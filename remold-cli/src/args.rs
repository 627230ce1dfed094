use clap::{Parser, ValueEnum};
use std::path::PathBuf;

/// Batch regex rewriting and renaming for file trees.
///
/// All rules are applied simultaneously, so replacements never cascade into
/// one another and swaps (foo -> bar, bar -> foo) work in one pass. File
/// operations are atomic and leave backups; with no paths, rewrites stdin to
/// stdout.
#[derive(Parser, Debug)]
#[command(name = "remold")]
#[command(author, version, about)]
pub struct Cli {
    /// Single replacement: match pattern
    #[arg(long = "from", value_name = "PATTERN", requires = "to_pat")]
    pub from_pat: Option<String>,

    /// Single replacement: replacement string
    #[arg(long = "to", value_name = "REPLACEMENT", requires = "from_pat")]
    pub to_pat: Option<String>,

    /// File with one 'pattern<TAB>replacement' rule per line
    #[arg(
        short = 'p',
        long = "patterns",
        value_name = "FILE",
        conflicts_with_all = ["from_pat", "to_pat"]
    )]
    pub pat_file: Option<PathBuf>,

    /// Rename files and rewrite contents
    #[arg(long)]
    pub full: bool,

    /// Rename files only; do not modify contents
    #[arg(long, conflicts_with = "full")]
    pub renames: bool,

    /// Exact string matching, rather than regular expression matching
    #[arg(long)]
    pub literal: bool,

    /// Match case-insensitively
    #[arg(short = 'i', long)]
    pub insensitive: bool,

    /// Match . to newlines
    #[arg(long)]
    pub dotall: bool,

    /// Also rewrite the lowerCamel, UpperCamel, lower_underscore, and
    /// UPPER_UNDERSCORE variants of each rule
    #[arg(long = "preserve-case", conflicts_with = "insensitive")]
    pub preserve_case: bool,

    /// Require word breaks (regex \b) around all matches
    #[arg(short = 'b', long = "word-breaks")]
    pub word_breaks: bool,

    /// File name regex to include (default: all files)
    #[arg(long, value_name = "REGEX")]
    pub include: Option<String>,

    /// File or directory name regex to exclude (default: names starting with '.')
    #[arg(long, value_name = "REGEX")]
    pub exclude: Option<String>,

    /// Transform each file's contents at once, instead of line by line
    #[arg(long = "at-once")]
    pub at_once: bool,

    /// Parse and show patterns only
    #[arg(short = 't', long = "parse-only")]
    pub parse_only: bool,

    /// Only walk directories and list the files that would be processed
    #[arg(long = "walk-only")]
    pub walk_only: bool,

    /// Dry run: log matches without changing any files
    #[arg(short = 'n', long = "dry-run")]
    pub dry_run: bool,

    /// Suppress all output except errors
    #[arg(short = 'q', long)]
    pub quiet: bool,

    /// Output format
    #[arg(long, value_enum, value_name = "FORMAT")]
    pub format: Option<FormatArg>,

    /// Suffix for backup files (default: .orig)
    #[arg(long = "backup-suffix", value_name = ".SUFFIX")]
    pub backup_suffix: Option<String>,

    /// Restore original files from backups (requires the same patterns as
    /// the original run)
    #[arg(long)]
    pub undo: bool,

    /// Remove backup files (standalone; no patterns needed)
    #[arg(
        long = "clean-backups",
        conflicts_with_all = ["pat_file", "from_pat", "to_pat", "undo"]
    )]
    pub clean_backups: bool,

    /// Root paths to process (reads stdin and writes stdout when omitted)
    pub root_paths: Vec<String>,
}

#[derive(Debug, Clone, Copy, PartialEq, Eq, ValueEnum)]
pub enum FormatArg {
    /// Human-readable output
    Text,
    /// Machine-parseable output
    Json,
}
use std::sync::Mutex;

/// Progress and warning sink. The engine reports everything through this
/// single method so hosts can redirect or silence output.
pub trait Log {
    fn log(&self, msg: &str);
}

/// Writes each message as a line on stderr.
pub struct StderrLog;

impl Log for StderrLog {
    fn log(&self, msg: &str) {
        eprintln!("{msg}");
    }
}

/// Discards all messages.
pub struct NullLog;

impl Log for NullLog {
    fn log(&self, _msg: &str) {}
}

/// Collects messages in memory, for hosts that render output themselves.
#[derive(Default)]
pub struct MemoryLog {
    messages: Mutex<Vec<String>>,
}

impl MemoryLog {
    pub fn new() -> Self {
        Self::default()
    }

    pub fn messages(&self) -> Vec<String> {
        self.messages.lock().unwrap().clone()
    }
}

impl Log for MemoryLog {
    fn log(&self, msg: &str) {
        self.messages.lock().unwrap().push(msg.to_string());
    }
}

ACTIVITY: All records shown above are to be repeated exactly.

SOLUTION FOR THIS TASK:
filename remold-cli/src/args.rs
repository 627230ce1dfed094
use clap::{Parser, ValueEnum};
use std::path::PathBuf;

/// Batch regex rewriting and renaming for file trees.
///
/// All rules are applied simultaneously, so replacements never cascade into
/// one another and swaps (foo -> bar, bar -> foo) work in one pass. File
/// operations are atomic and leave backups; with no paths, rewrites stdin to
/// stdout.
#[derive(Parser, Debug)]
#[command(name = "remold")]
#[command(author, version, about)]
pub struct Cli {
    /// Single replacement: match pattern
    #[arg(long = "from", value_name = "PATTERN", requires = "to_pat")]
    pub from_pat: Option<String>,

    /// Single replacement: replacement string
    #[arg(long = "to", value_name = "REPLACEMENT", requires = "from_pat")]
    pub to_pat: Option<String>,

    /// File with one 'pattern<TAB>replacement' rule per line
    #[arg(
        short = 'p',
        long = "patterns",
        value_name = "FILE",
        conflicts_with_all = ["from_pat", "to_pat"]
    )]
    pub pat_file: Option<PathBuf>,

    /// Rename files and rewrite contents
    #[arg(long)]
    pub full: bool,

    /// Rename files only; do not modify contents
    #[arg(long, conflicts_with = "full")]
    pub renames: bool,

    /// Exact string matching, rather than regular expression matching
    #[arg(long)]
    pub literal: bool,

    /// Match case-insensitively
    #[arg(short = 'i', long)]
    pub insensitive: bool,

    /// Match . to newlines
    #[arg(long)]
    pub dotall: bool,

    /// Also rewrite the lowerCamel, UpperCamel, lower_underscore, and
    /// UPPER_UNDERSCORE variants of each rule
    #[arg(long = "preserve-case", conflicts_with = "insensitive")]
    pub preserve_case: bool,

    /// Require word breaks (regex \b) around all matches
    #[arg(short = 'b', long = "word-breaks")]
    pub word_breaks: bool,

    /// File name regex to include (default: all files)
    #[arg(long, value_name = "REGEX")]
    pub include: Option<String>,

    /// File or directory name regex to exclude (default: names starting with '.')
    #[arg(long, value_name = "REGEX")]
    pub exclude: Option<String>,

    /// Transform each file's contents at once, instead of line by line
    #[arg(long = "at-once")]
    pub at_once: bool,

    /// Parse and show patterns only
    #[arg(short = 't', long = "parse-only")]
    pub parse_only: bool,

    /// Only walk directories and list the files that would be processed
    #[arg(long = "walk-only")]
    pub walk_only: bool,

    /// Dry run: log matches without changing any files
    #[arg(short = 'n', long = "dry-run")]
    pub dry_run: bool,

    /// Suppress all output except errors
    #[arg(short = 'q', long)]
    pub quiet: bool,

    /// Output format
    #[arg(long, value_enum, value_name = "FORMAT")]
    pub format: Option<FormatArg>,

    /// Suffix for backup files (default: .orig)
    #[arg(long = "backup-suffix", value_name = ".SUFFIX")]
    pub backup_suffix: Option<String>,

    /// Restore original files from backups (requires the same patterns as
    /// the original run)
    #[arg(long)]
    pub undo: bool,

    /// Remove backup files (standalone; no patterns needed)
    #[arg(
        long = "clean-backups",
        conflicts_with_all = ["pat_file", "from_pat", "to_pat", "undo"]
    )]
    pub clean_backups: bool,

    /// Root paths to process (reads stdin and writes stdout when omitted)
    pub root_paths: Vec<String>,
}

#[derive(Debug, Clone, Copy, PartialEq, Eq, ValueEnum)]
pub enum FormatArg {
    /// Human-readable output
    Text,
    /// Machine-parseable output
    Json,
}
use std::sync::Mutex;

/// Progress and warning sink. The engine reports everything through this
/// single method so hosts can redirect or silence output.
pub trait Log {
    fn log(&self, msg: &str);
}

/// Writes each message as a line on stderr.
pub struct StderrLog;

impl Log for StderrLog {
    fn log(&self, msg: &str) {
        eprintln!("{msg}");
    }
}

/// Discards all messages.
pub struct NullLog;

impl Log for NullLog {
    fn log(&self, _msg: &str) {}
}

/// Collects messages in memory, for hosts that render output themselves.
#[derive(Default)]
pub struct MemoryLog {
    messages: Mutex<Vec<String>>,
}

impl MemoryLog {
    pub fn new() -> Self {
        Self::default()
    }

    pub fn messages(&self) -> Vec<String> {
        self.messages.lock().unwrap().clone()
    }
}

impl Log for MemoryLog {
    fn log(&self, msg: &str) {
        self.messages.lock().unwrap().push(msg.to_string());
    }
}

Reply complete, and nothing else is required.